The ability to silylate organic moieties has attracted significant attention in recent years, owing to the utility of the silylated materials in their own rights or as intermediates for other important materials used. Applications for these materials are important in agrichemical, pharmaceutical, and electronic material applications. Further, the ability to functionalize polynuclear aromatic compounds with oganosilanes provides opportunities to take advantage of the interesting properties of these materials.
At present, the most common approach to heteroaromatic C—Si bond construction involves the interception of heteroaryl lithium or magnesium reagents with silicon electrophiles. However, this method is often limited in scope and requires prefunctionalization of heteroarenes by using pyrophoric organometallic species in stoichiometric quantities. Powerful heteroaromatic functionalization strategies, such as Minisci-type radical substitutions and Friedel—Crafts reactions, have been of limited use for C—Si bond construction owing to the difficulty of generating the corresponding silyl radicals and silylium ions.

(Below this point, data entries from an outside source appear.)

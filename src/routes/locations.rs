use std::sync::Arc;

use axum::{
    Json,
    extract::{Path, State as AxumState},
    http::StatusCode,
};
use serde::Deserialize;
use uuid::Uuid;

use crate::{
    auth::AuthUser,
    db::locations,
    error::{AppError, conflict_on_unique},
    models::Location,
    state::State,
};

#[derive(Deserialize)]
pub struct CreateLocation {
    name: String,
    external_id: String,
}

#[derive(Deserialize)]
pub struct UpdateLocation {
    name: Option<String>,
    external_id: Option<String>,
    active: Option<bool>,
}

fn required(value: &str, field: &str) -> Result<String, AppError> {
    let trimmed = value.trim();
    if trimmed.is_empty() {
        return Err(AppError::BadRequest(format!("{field} must not be empty")));
    }
    Ok(trimmed.to_string())
}

pub async fn list_locations(
    AxumState(state): AxumState<Arc<State>>,
    _user: AuthUser,
) -> Json<Vec<Location>> {
    Json(locations::list_locations_or_samples(&state.pool).await)
}

pub async fn get_location(
    AxumState(state): AxumState<Arc<State>>,
    _user: AuthUser,
    Path(id): Path<Uuid>,
) -> Result<Json<Location>, AppError> {
    Ok(Json(locations::get_location_or_sample(&state.pool, id).await?))
}

pub async fn create_location(
    AxumState(state): AxumState<Arc<State>>,
    _user: AuthUser,
    Json(payload): Json<CreateLocation>,
) -> Result<(StatusCode, Json<Location>), AppError> {
    let name = required(&payload.name, "name")?;
    let external_id = required(&payload.external_id, "external_id")?;

    let location = locations::create_location(&state.pool, &name, &external_id)
        .await
        .map_err(|e| conflict_on_unique(e, "a location with this external_id already exists"))?;

    Ok((StatusCode::CREATED, Json(location)))
}

pub async fn update_location(
    AxumState(state): AxumState<Arc<State>>,
    _user: AuthUser,
    Path(id): Path<Uuid>,
    Json(payload): Json<UpdateLocation>,
) -> Result<Json<Location>, AppError> {
    let name = payload.name.as_deref().map(|n| required(n, "name")).transpose()?;
    let external_id = payload
        .external_id
        .as_deref()
        .map(|e| required(e, "external_id"))
        .transpose()?;

    let location = locations::update_location(
        &state.pool,
        id,
        name.as_deref(),
        external_id.as_deref(),
        payload.active,
    )
    .await
    .map_err(|e| conflict_on_unique(e, "a location with this external_id already exists"))?
    .ok_or(AppError::NotFound("Location"))?;

    Ok(Json(location))
}

pub async fn deactivate_location(
    AxumState(state): AxumState<Arc<State>>,
    _user: AuthUser,
    Path(id): Path<Uuid>,
) -> Result<StatusCode, AppError> {
    if locations::deactivate_location(&state.pool, id).await? {
        Ok(StatusCode::NO_CONTENT)
    } else {
        Err(AppError::NotFound("Location"))
    }
}
impl Aggregator {
    pub fn new(
        practice: Arc<dyn PracticeSource>,
        accounting: Arc<dyn AccountingSource>,
        cache: Arc<dyn CacheStore>,
        ttl: Duration,
    ) -> Self {
        Self {
            practice,
            accounting,
            cache,
            ttl,
        }
    }

    /// Metrics for each period, computed one after another in request order.
    /// Every period is validated before any lookup runs.
    pub async fn compare(
        &self,
        inputs: &dyn PeriodInputs,
        periods: &[Period],
        force_refresh: bool,
    ) -> Result<Vec<PeriodMetrics>, AppError> {
        check_period_count(periods.len())?;
        for period in periods {
            validate_period(period)?;
        }

        let mut results = Vec::with_capacity(periods.len());
        for period in periods {
            let location = inputs.location(period.location_id).await?;

            let costs = inputs
                .costs_for_range(location.id, period.start_date, period.end_date)
                .await
                .unwrap_or_else(|e| {
                    warn!(location_id = %location.id, "Cost lookup failed, continuing without costs: {e}");
                    Vec::new()
                });

            results.push(self.period_metrics(&location, period, &costs, force_refresh).await);
        }

        Ok(results)
    }

    pub async fn period_metrics(
        &self,
        location: &Location,
        period: &Period,
        costs: &[AcquisitionCost],
        force_refresh: bool,
    ) -> PeriodMetrics {
        let external_id = location.external_id.as_str();
        let (start, end) = (period.start_date, period.end_date);

        let (practice, practice_source) = self
            .load(
                &cache_key(location, period, DataType::Practice),
                force_refresh,
                || self.practice.fetch_practice(external_id, start, end),
                fallback_practice,
            )
            .await;

        let (accounting, accounting_source) = self
            .load(
                &cache_key(location, period, DataType::Accounting),
                force_refresh,
                || self.accounting.fetch_accounting(external_id, start, end),
                fallback_accounting,
            )
            .await;

        let months = period::months_in_range(start, end);
        let in_period: Vec<&AcquisitionCost> = costs
            .iter()
            .filter(|cost| cost.location_id == location.id && months.contains(&cost.period))
            .collect();
        let acquisition = summarize_costs(&in_period, practice.new_patients);

        PeriodMetrics {
            period: period.clone(),
            location_name: location.name.clone(),
            months,
            practice,
            accounting,
            acquisition,
            sources: MetricSources {
                practice: practice_source,
                accounting: accounting_source,
            },
        }
    }

    async fn load<T, F, Fut>(
        &self,
        key: &CacheKey,
        force_refresh: bool,
        fetch: F,
        fallback: fn() -> T,
    ) -> (T, DataSource)
    where
        T: Serialize + DeserializeOwned,
        F: FnOnce() -> Fut,
        Fut: Future<Output = Result<T, ConnectorError>>,
    {
        let data_type = key.data_type.as_str();

        if !force_refresh {
            match self.cache.get(key).await {
                Ok(Some(entry)) if is_fresh(entry.created_at, Utc::now(), self.ttl) => {
                    match serde_json::from_value(entry.data) {
                        Ok(value) => {
                            debug!(data_type, location_id = %key.location_id, "Cache hit");
                            return (value, DataSource::Cached);
                        }
                        Err(e) => warn!(data_type, "Discarding unreadable cache row: {e}"),
                    }
                }
                Ok(_) => {}
                Err(e) => warn!(data_type, "Cache lookup failed: {e}"),
            }
        }

        match fetch().await {
            Ok(value) => {
                match serde_json::to_value(&value) {
                    Ok(data) => {
                        if let Err(e) = self.cache.put(key, &data).await {
                            warn!(data_type, "Cache write failed: {e}");
                        }
                    }
                    Err(e) => warn!(data_type, "Could not serialize payload for cache: {e}"),
                }
                (value, DataSource::Live)
            }
            Err(e) => {
                warn!(
                    data_type,
                    location_id = %key.location_id,
                    "Connector failed, using fallback data: {e}"
                );
                (fallback(), DataSource::Fallback)
            }
        }
    }
}

fn cache_key(location: &Location, period: &Period, data_type: DataType) -> CacheKey {
    CacheKey {
        location_id: location.id,
        start_date: period.start_date,
        end_date: period.end_date,
        data_type,
    }
}

/// Average cost is `sum / count` over the given rows, zero when there are none.
pub fn summarize_costs(costs: &[&AcquisitionCost], new_patients: i64) -> AcquisitionSummary {
    let total_cost: f64 = costs.iter().map(|cost| cost.cost).sum();
    let cost_count = costs.len();

    let by_referral_type = ReferralType::ALL
        .into_iter()
        .map(|referral_type| {
            let (total, count) = costs
                .iter()
                .filter(|cost| cost.referral_type == referral_type)
                .fold((0.0, 0usize), |(total, count), cost| (total + cost.cost, count + 1));
            ChannelCost {
                referral_type,
                total,
                count,
                average: average(total, count),
            }
        })
        .collect();

    AcquisitionSummary {
        total_cost,
        cost_count,
        average_cost: average(total_cost, cost_count),
        by_referral_type,
        cost_per_new_patient: if new_patients > 0 {
            total_cost / new_patients as f64
        } else {
            0.0
        },
    }
}

fn average(total: f64, count: usize) -> f64 {
    if count == 0 { 0.0 } else { total / count as f64 }
}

More recently, the transition metal mediated aromatic C—H silylation has been described, with different systems described based on, for example, Co, Rh, Ir, Fe, Ru, Os, Ni, Pd, and Pt catalysts. But certain electronic applications, the presence of even low levels of such residual can adversely affect the performance of the silylated materials. Similarly, in certain pharmaceutical or electronic applications, limits on residual transition metals are fairly strict, and the ability to avoid them entirely offers benefits during post-synthesis work-up.
The present invention takes advantage of the discoveries cited herein to avoid at least some of the problems associated with previously known methods.